Processing File 2 into Associative Array A2

The script repeats the same process for the second input file ($2) to create another associative array named A2, storing its name-value pairs.

        cp "$2" ~/.colcmp.array2.tmp.sh
        sed -i -E "s/([^A-Za-z0-9 ])/\\\1/g" ~/.colcmp.array2.tmp.sh
        sed -i -E "s/^(.*)$/#\1/" ~/.colcmp.array2.tmp.sh
        sed -i -E "s/^#\s*(\S+)\s+(\S.*?)\s*$/A2\[\1\]="\2"/" ~/.colcmp.array2.tmp.sh
        chmod 755 ~/.colcmp.array2.tmp.sh
        declare -A A2
        source ~/.colcmp.array2.tmp.sh

This section mirrors the previous one, but operates on File_2.txt and populates the associative array A2.
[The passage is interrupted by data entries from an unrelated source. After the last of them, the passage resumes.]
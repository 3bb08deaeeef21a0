//! Level layouts
//!
//! Levels are authored in normalized units: planet `x` and `radius_factor`
//! are fractions of the world width, and `y` is measured from the vertical
//! centre of the world in the same width-relative units (0.5 = centre).
//! This keeps layouts stable across aspect ratios.

use serde::{Deserialize, Serialize};

use crate::error::{ConfigError, check_setting};
use crate::parse_hex_color;

/// Asteroid colour used when levels don't tint their asteroids.
/// Stands in for the host theme's default asteroid tint.
pub const DEFAULT_ASTEROID_COLOR: u32 = 0x6B6B7B;

/// A planet as authored in a level file
#[derive(Debug, Clone, PartialEq, Serialize, Deserialize)]
pub struct PlanetConfig {
    pub x: f32,
    pub y: f32,
    pub radius_factor: f32,
    pub gravity_factor: f32,
    pub color: String,
}

/// Angular range (degrees) asteroids may arrive from
#[derive(Debug, Clone, Copy, PartialEq, Serialize, Deserialize)]
pub struct SpawnSector {
    pub start: f32,
    pub end: f32,
}

impl SpawnSector {
    pub const FULL_CIRCLE: SpawnSector = SpawnSector {
        start: 0.0,
        end: 360.0,
    };
}

/// Everything the simulation needs from a level
#[derive(Debug, Clone, PartialEq, Serialize, Deserialize)]
pub struct LevelConfig {
    pub id: u32,
    #[serde(default)]
    pub title: String,
    /// Baseline pollution present for the whole run (0..=1)
    #[serde(default)]
    pub global_pollution: f32,
    pub planets: Vec<PlanetConfig>,
    /// Empty means asteroids may come from any direction
    #[serde(default)]
    pub asteroid_spawn_sectors: Vec<SpawnSector>,
    /// Tint for this level's asteroids
    #[serde(default)]
    pub asteroid_color: Option<String>,
}

impl Default for LevelConfig {
    fn default() -> Self {
        builtin_levels().swap_remove(0)
    }
}

impl LevelConfig {
    /// Check the layout before a run is built from it
    pub fn validate(&self) -> Result<(), ConfigError> {
        if self.planets.is_empty() {
            return Err(ConfigError::NoPlanets);
        }
        for (index, planet) in self.planets.iter().enumerate() {
            if !(planet.x.is_finite() && planet.y.is_finite()) {
                return Err(ConfigError::InvalidPlanet {
                    index,
                    reason: "position is not finite",
                });
            }
            if !(planet.radius_factor.is_finite() && planet.radius_factor > 0.0) {
                return Err(ConfigError::InvalidPlanet {
                    index,
                    reason: "radius must be positive",
                });
            }
            if !(planet.gravity_factor.is_finite() && planet.gravity_factor >= 0.0) {
                return Err(ConfigError::InvalidPlanet {
                    index,
                    reason: "gravity factor must be >= 0",
                });
            }
            parse_color(&planet.color)?;
        }
        for (index, sector) in self.asteroid_spawn_sectors.iter().enumerate() {
            if !(sector.start.is_finite() && sector.end.is_finite()) || sector.start > sector.end {
                return Err(ConfigError::InvalidSector {
                    index,
                    start: sector.start,
                    end: sector.end,
                });
            }
        }
        check_setting("global_pollution", self.global_pollution, true)?;
        if let Some(color) = &self.asteroid_color {
            parse_color(color)?;
        }
        Ok(())
    }

    /// Spawn sectors, falling back to the full circle
    pub fn spawn_sectors(&self) -> &[SpawnSector] {
        if self.asteroid_spawn_sectors.is_empty() {
            std::slice::from_ref(&SpawnSector::FULL_CIRCLE)
        } else {
            &self.asteroid_spawn_sectors
        }
    }

    pub fn asteroid_color(&self) -> u32 {
        self.asteroid_color
            .as_deref()
            .and_then(parse_hex_color)
            .unwrap_or(DEFAULT_ASTEROID_COLOR)
    }

    pub fn from_json(json: &str) -> Result<Self, ConfigError> {
        let level: Self = serde_json::from_str(json)?;
        level.validate()?;
        Ok(level)
    }
}

pub(crate) fn parse_color(value: &str) -> Result<u32, ConfigError> {
    parse_hex_color(value).ok_or_else(|| ConfigError::InvalidColor {
        value: value.to_string(),
    })
}

fn planet(x: f32, y: f32, radius_factor: f32, gravity_factor: f32, color: &str) -> PlanetConfig {
    PlanetConfig {
        x,
        y,
        radius_factor,
        gravity_factor,
        color: color.to_string(),
    }
}

/// The stock level catalog
pub fn builtin_levels() -> Vec<LevelConfig> {
    let usual_sectors = vec![
        SpawnSector {
            start: -160.0,
            end: -20.0,
        },
        SpawnSector {
            start: 110.0,
            end: 250.0,
        },
    ];

    vec![
        LevelConfig {
            id: 1,
            title: "Calm Belt".to_string(),
            global_pollution: 0.0,
            planets: vec![planet(0.5, 0.5, 0.1, 1.0, "#4A4E69")],
            asteroid_spawn_sectors: usual_sectors.clone(),
            asteroid_color: Some("#525F7F".to_string()),
        },
        LevelConfig {
            id: 2,
            title: "Double Trouble".to_string(),
            global_pollution: 0.0,
            planets: vec![
                planet(0.5, 0.40, 0.1, 1.0, "#4A694E"),
                planet(0.4, 1.0, 0.075, 0.75, "#3A593E"),
            ],
            asteroid_spawn_sectors: vec![
                SpawnSector {
                    start: -170.0,
                    end: 10.0,
                },
                SpawnSector {
                    start: 100.0,
                    end: 170.0,
                },
            ],
            asteroid_color: Some("#586454".to_string()),
        },
        LevelConfig {
            id: 3,
            title: "Dust Cloud".to_string(),
            global_pollution: 0.4,
            planets: vec![planet(0.5, 0.5, 0.1, 1.0, "#4E3A59")],
            asteroid_spawn_sectors: usual_sectors.clone(),
            asteroid_color: Some("#645464".to_string()),
        },
        LevelConfig {
            id: 4,
            title: "Red Giant".to_string(),
            global_pollution: 1.0,
            planets: vec![planet(0.5, 0.5, 0.1, 1.0, "#59423A")],
            asteroid_spawn_sectors: usual_sectors,
            asteroid_color: Some("#645A54".to_string()),
        },
    ]
}

/// Look up a stock level by id
pub fn builtin_level(id: u32) -> Option<LevelConfig> {
    builtin_levels().into_iter().find(|l| l.id == id)
}

#[cfg(test)]
mod tests {
    use super::*;

    #[test]
    fn test_builtin_levels_validate() {
        for level in builtin_levels() {
            assert!(level.validate().is_ok(), "level {} invalid", level.id);
        }
        assert_eq!(builtin_level(2).map(|l| l.planets.len()), Some(2));
        assert!(builtin_level(99).is_none());
    }

    #[test]
    fn test_empty_sectors_fall_back_to_full_circle() {
        let mut level = LevelConfig::default();
        level.asteroid_spawn_sectors.clear();
        assert_eq!(level.spawn_sectors(), &[SpawnSector::FULL_CIRCLE]);
    }

    #[test]
    fn test_rejects_level_without_planets() {
        let json = r#"{ "id": 9, "planets": [] }"#;
        assert!(matches!(
            LevelConfig::from_json(json),
            Err(ConfigError::NoPlanets)
        ));
    }

    #[test]
    fn test_rejects_inverted_sector_and_bad_color() {
        let level = LevelConfig {
            asteroid_spawn_sectors: vec![SpawnSector {
                start: 90.0,
                end: 10.0,
            }],
            ..Default::default()
        };
        assert!(matches!(
            level.validate(),
            Err(ConfigError::InvalidSector { index: 0, .. })
        ));

        let mut level = LevelConfig::default();
        level.planets[0].color = "blue".to_string();
        assert!(matches!(level.validate(), Err(ConfigError::InvalidColor { .. })));
    }

    #[test]
    fn test_asteroid_color_fallback() {
        let mut level = LevelConfig::default();
        assert_eq!(level.asteroid_color(), 0x525F7F);
        level.asteroid_color = None;
        assert_eq!(level.asteroid_color(), DEFAULT_ASTEROID_COLOR);
    }
}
Comparing Arrays and Identifying Changes

        USERSWHODIDNOTCHANGE=
        for i in "${!A1[@]}"; do
            if [ "${A2[$i]+x}" = "" ]; then
                echo "$i was removed"
                echo "$i has changed" > Output_File
            fi
        done
        for i in "${!A2[@]}"; do
            if [ "${A1[$i]+x}" = "" ]; then
                echo "$i was added as '${A2[$i]}'"
                echo "$i has changed" > Output_File
            elif [ "${A1[$i]}" != "${A2[$i]}" ]; then
                echo "$i changed from '${A1[$i]}' to '${A2[$i]}'"
                echo "$i has changed" > Output_File
            else
                if [ x$USERSWHODIDNOTCHANGE != x ]; then
                    USERSWHODIDNOTCHANGE=",$USERSWHODIDNOTCHANGE"
                fi
                USERSWHODIDNOTCHANGE="$i$USERSWHODIDNOTCHANGE"
            fi
        done
        if [ x$USERSWHODIDNOTCHANGE != x ]; then
            echo "no change: $USERSWHODIDNOTCHANGE"
        fi

This crucial part of the script compares the two associative arrays A1 and A2 to detect changes:

  1. Initialize USERSWHODIDNOTCHANGE: USERSWHODIDNOTCHANGE= initializes an empty variable to store names that have not changed.
  2. Detect Removals: The first for loop iterates through the keys of array A1 (names from File_1.txt). For each name $i, it checks if the key exists in A2 using [ "${A2[$i]+x}" = "" ]. If the key is not present in A2, it means the name (and its corresponding entry) was removed in File_2.txt. The script then outputs $i was removed and writes to Output_File.
  3. Detect Additions, Modifications, and No Changes: The second for loop iterates through the keys of array A2 (names from File_2.txt). For each name $i:
    • Addition: It checks if the key $i exists in A1 using [ "${A1[$i]+x}" = "" ]. If not present in A1, it’s a new entry added in File_2.txt. The script outputs $i was added as '${A2[$i]}' and writes to Output_File.
    • Modification: If the key exists in both A1 and A2, it compares the values using [ "${A1[$i]}" != "${A2[$i]}" ]. If the values are different, it indicates a modification. The script outputs $i changed from '${A1[$i]}' to '${A2[$i]}' and writes to Output_File.
    • No Change: If the key and value are the same in both arrays, it means no change for this name. The script appends the name $i to the USERSWHODIDNOTCHANGE variable to build a comma-separated list of unchanged names.
  4. Output Unchanged Users: Finally, if USERSWHODIDNOTCHANGE is not empty, the script outputs no change: $USERSWHODIDNOTCHANGE.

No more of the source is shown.